TYPO3, a free and open source Content Management Framework, has identified a vulnerability (CVE-2024-55923) in its backend user interface functionality involving deep links. The vulnerability was disclosed on January 14, 2025, affecting TYPO3 versions 11.0.0-11.5.41, 12.0.0-12.4.24, and 13.0.0-13.4.2. This security issue primarily involves Cross-Site Request Forgery (CSRF) susceptibility in the backend user interface (TYPO3 Advisory, GitHub Advisory).

The vulnerability stems from state-changing actions in downstream components that incorrectly accepted submissions via HTTP GET and did not enforce the appropriate HTTP method. The issue specifically affects the Indexed Search Module component. The vulnerability has been assigned a CVSS v3.1 base score of 4.3 (Medium) with the vector string CVSS:3.1/AV:N/AC:L/PR:N/UI:R/S:U/C:N/I:L/A:N. The weakness has been categorized under CWE-352 (Cross-Site Request Forgery) and CWE-749 (Exposed Dangerous Method or Function) (GitHub Advisory).

Successful exploitation of this vulnerability allows attackers to delete items within the Indexed Search Module component.
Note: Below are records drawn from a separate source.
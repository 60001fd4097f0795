use chrono::NaiveDate;
use rust_decimal::Decimal;
use serde::{Deserialize, Serialize};

use crate::error::{DataIssue, MarkowitzError};
use crate::types::{AssetUniverse, Money};
use crate::MarkowitzResult;

// ---------------------------------------------------------------------------
// Types
// ---------------------------------------------------------------------------

/// Wire form of a price series, validated into [`PriceSeries`] on load.
#[derive(Debug, Clone, Serialize, Deserialize)]
pub struct PriceSeriesData {
    pub tickers: Vec<String>,
    pub dates: Vec<NaiveDate>,
    /// One row per date, one cell per ticker. `null` marks a missing price.
    pub prices: Vec<Vec<Option<Money>>>,
}

/// Prices for an ordered asset universe on a common calendar.
///
/// Rows are dates (strictly increasing), columns follow the universe order.
/// Cells may be missing; [`PriceSeries::validate`] reports them.
#[derive(Debug, Clone, PartialEq, Serialize, Deserialize)]
#[serde(try_from = "PriceSeriesData", into = "PriceSeriesData")]
pub struct PriceSeries {
    universe: AssetUniverse,
    dates: Vec<NaiveDate>,
    prices: Vec<Vec<Option<Money>>>,
}

impl PriceSeries {
    pub fn new(
        universe: AssetUniverse,
        dates: Vec<NaiveDate>,
        prices: Vec<Vec<Option<Money>>>,
    ) -> MarkowitzResult<Self> {
        let n = universe.len();
        if dates.len() != prices.len() {
            return Err(MarkowitzError::config(
                "prices",
                format!("Expected {} rows (one per date) but got {}", dates.len(), prices.len()),
            ));
        }
        for (row, cells) in prices.iter().enumerate() {
            if cells.len() != n {
                return Err(MarkowitzError::config(
                    "prices",
                    format!("Row {} has {} cells, expected {}", row, cells.len(), n),
                ));
            }
        }
        for pair in dates.windows(2) {
            if pair[1] <= pair[0] {
                return Err(MarkowitzError::config(
                    "dates",
                    format!("Dates must be strictly increasing ({} then {})", pair[0], pair[1]),
                ));
            }
        }
        Ok(PriceSeries {
            universe,
            dates,
            prices,
        })
    }

    pub fn universe(&self) -> &AssetUniverse {
        &self.universe
    }

    pub fn tickers(&self) -> &[String] {
        self.universe.tickers()
    }

    pub fn dates(&self) -> &[NaiveDate] {
        &self.dates
    }

    pub fn rows(&self) -> &[Vec<Option<Money>>] {
        &self.prices
    }

    /// Number of timestamps.
    pub fn len(&self) -> usize {
        self.dates.len()
    }

    pub fn is_empty(&self) -> bool {
        self.dates.is_empty()
    }

    pub fn num_assets(&self) -> usize {
        self.universe.len()
    }

    /// Every cell must be present and strictly positive.
    pub fn validate(&self) -> MarkowitzResult<()> {
        let mut issues = Vec::new();
        for (date, row) in self.dates.iter().zip(self.prices.iter()) {
            for (ticker, cell) in self.universe.tickers().iter().zip(row.iter()) {
                let reason = match cell {
                    None => "missing price",
                    Some(p) if *p <= Decimal::ZERO => "non-positive price",
                    Some(_) => continue,
                };
                issues.push(DataIssue {
                    asset: ticker.clone(),
                    date: *date,
                    reason: reason.to_string(),
                });
            }
        }
        if issues.is_empty() {
            Ok(())
        } else {
            Err(MarkowitzError::DataQuality { issues })
        }
    }

    /// Restrict to the inclusive `[start, end]` window. Open bounds keep all rows.
    pub fn window(&self, start: Option<NaiveDate>, end: Option<NaiveDate>) -> PriceSeries {
        let keep = |d: &NaiveDate| start.is_none_or(|s| *d >= s) && end.is_none_or(|e| *d <= e);
        let (dates, prices) = self
            .dates
            .iter()
            .zip(self.prices.iter())
            .filter(|(d, _)| keep(*d))
            .map(|(d, row)| (*d, row.clone()))
            .unzip();
        PriceSeries {
            universe: self.universe.clone(),
            dates,
            prices,
        }
    }

    /// Columns for `universe`, in its order. Unknown tickers are unavailable.
    pub fn select(&self, universe: &AssetUniverse) -> MarkowitzResult<PriceSeries> {
        let mut columns = Vec::with_capacity(universe.len());
        let mut unknown = Vec::new();
        for ticker in universe.tickers() {
            match self.universe.tickers().iter().position(|t| t == ticker) {
                Some(idx) => columns.push(idx),
                None => unknown.push(ticker.as_str()),
            }
        }
        if !unknown.is_empty() {
            return Err(MarkowitzError::DataUnavailable(format!(
                "Unknown ticker(s): {}",
                unknown.join(", ")
            )));
        }
        let prices = self
            .prices
            .iter()
            .map(|row| columns.iter().map(|&c| row[c]).collect())
            .collect();
        Ok(PriceSeries {
            universe: universe.clone(),
            dates: self.dates.clone(),
            prices,
        })
    }
}

impl TryFrom<PriceSeriesData> for PriceSeries {
    type Error = MarkowitzError;

    fn try_from(data: PriceSeriesData) -> Result<Self, Self::Error> {
        PriceSeries::new(AssetUniverse::new(data.tickers)?, data.dates, data.prices)
    }
}

impl From<PriceSeries> for PriceSeriesData {
    fn from(series: PriceSeries) -> Self {
        PriceSeriesData {
            tickers: series.universe.into(),
            dates: series.dates,
            prices: series.prices,
        }
    }
}

// ---------------------------------------------------------------------------
// Provider interface
// ---------------------------------------------------------------------------

/// Source of historical prices for a set of tickers over a date window.
pub trait PriceDataProvider {
    /// Fetch prices for `universe` within the inclusive window.
    ///
    /// Fails with [`MarkowitzError::DataUnavailable`] when a ticker cannot be
    /// resolved or the window contains no observations for it. Gaps inside the
    /// window are returned as missing cells so that estimation can report them.
    fn fetch(
        &self,
        universe: &AssetUniverse,
        start: Option<NaiveDate>,
        end: Option<NaiveDate>,
    ) -> MarkowitzResult<PriceSeries>;
}

/// Provider over an already materialized price table.
#[derive(Debug, Clone)]
pub struct InMemoryPriceProvider {
    series: PriceSeries,
}

impl InMemoryPriceProvider {
    pub fn new(series: PriceSeries) -> Self {
        InMemoryPriceProvider { series }
    }
}

impl PriceDataProvider for InMemoryPriceProvider {
    fn fetch(
        &self,
        universe: &AssetUniverse,
        start: Option<NaiveDate>,
        end: Option<NaiveDate>,
    ) -> MarkowitzResult<PriceSeries> {
        let selected = self.series.select(universe)?.window(start, end);
        if selected.is_empty() {
            return Err(MarkowitzError::DataUnavailable(
                "No observations in the requested window".into(),
            ));
        }
        let empty: Vec<&str> = universe
            .tickers()
            .iter()
            .enumerate()
            .filter(|(col, _)| selected.prices.iter().all(|row| row[*col].is_none()))
            .map(|(_, t)| t.as_str())
            .collect();
        if !empty.is_empty() {
            return Err(MarkowitzError::DataUnavailable(format!(
                "No prices in the requested window for: {}",
                empty.join(", ")
            )));
        }
        Ok(selected)
    }
}

// ---------------------------------------------------------------------------
// Tests
// ---------------------------------------------------------------------------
The attack can only be executed when the victim has an active session on the backend user interface and is deceived into interacting with a malicious URL targeting the backend (TYPO3 Advisory).
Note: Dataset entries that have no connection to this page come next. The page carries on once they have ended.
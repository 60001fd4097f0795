use serde::de::DeserializeOwned;
use std::fs;
use std::path::{Path, PathBuf};

/// Read a JSON file and deserialise into a typed struct.
pub fn read_json<T: DeserializeOwned>(path: &str) -> Result<T, Box<dyn std::error::Error>> {
    let (canonical, contents) = read_text(path)?;
    let value: T = serde_json::from_str(&contents)
        .map_err(|e| format!("Failed to parse '{}': {}", canonical.display(), e))?;
    Ok(value)
}

/// Read a YAML (`.yaml`/`.yml`) or JSON file, chosen by extension.
pub fn read_structured<T: DeserializeOwned>(path: &str) -> Result<T, Box<dyn std::error::Error>> {
    let (canonical, contents) = read_text(path)?;
    let is_yaml = canonical
        .extension()
        .and_then(|e| e.to_str())
        .is_some_and(|e| e.eq_ignore_ascii_case("yaml") || e.eq_ignore_ascii_case("yml"));
    let value: T = if is_yaml {
        serde_yaml::from_str(&contents)
            .map_err(|e| format!("Failed to parse '{}': {}", canonical.display(), e))?
    } else {
        serde_json::from_str(&contents)
            .map_err(|e| format!("Failed to parse '{}': {}", canonical.display(), e))?
    };
    Ok(value)
}

fn read_text(path: &str) -> Result<(PathBuf, String), Box<dyn std::error::Error>> {
    let canonical = resolve_path(path)?;
    let contents = fs::read_to_string(&canonical)
        .map_err(|e| format!("Failed to read '{}': {}", canonical.display(), e))?;
    Ok((canonical, contents))
}

/// Resolve the path against the working directory and check it is a file.
pub fn resolve_path(path: &str) -> Result<PathBuf, Box<dyn std::error::Error>> {
    let p = Path::new(path);
    let canonical = if p.is_absolute() {
        p.to_path_buf()
    } else {
        std::env::current_dir()?.join(p)
    };

    if !canonical.exists() {
        return Err(format!("File not found: {}", canonical.display()).into());
    }

    if !canonical.is_file() {
        return Err(format!("Not a file: {}", canonical.display()).into());
    }

    Ok(canonical)
}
Users are advised to update to TYPO3 versions 11.5.42 ELTS, 12.4.25 LTS, or 13.4.3 LTS which contain the fix. Additionally, it is recommended to keep the security.backend.enforceReferrer feature enabled and set BE/cookieSameSite to strict, which are the default settings. Extension authors are advised to review and update their codebase accordingly (TYPO3 Advisory).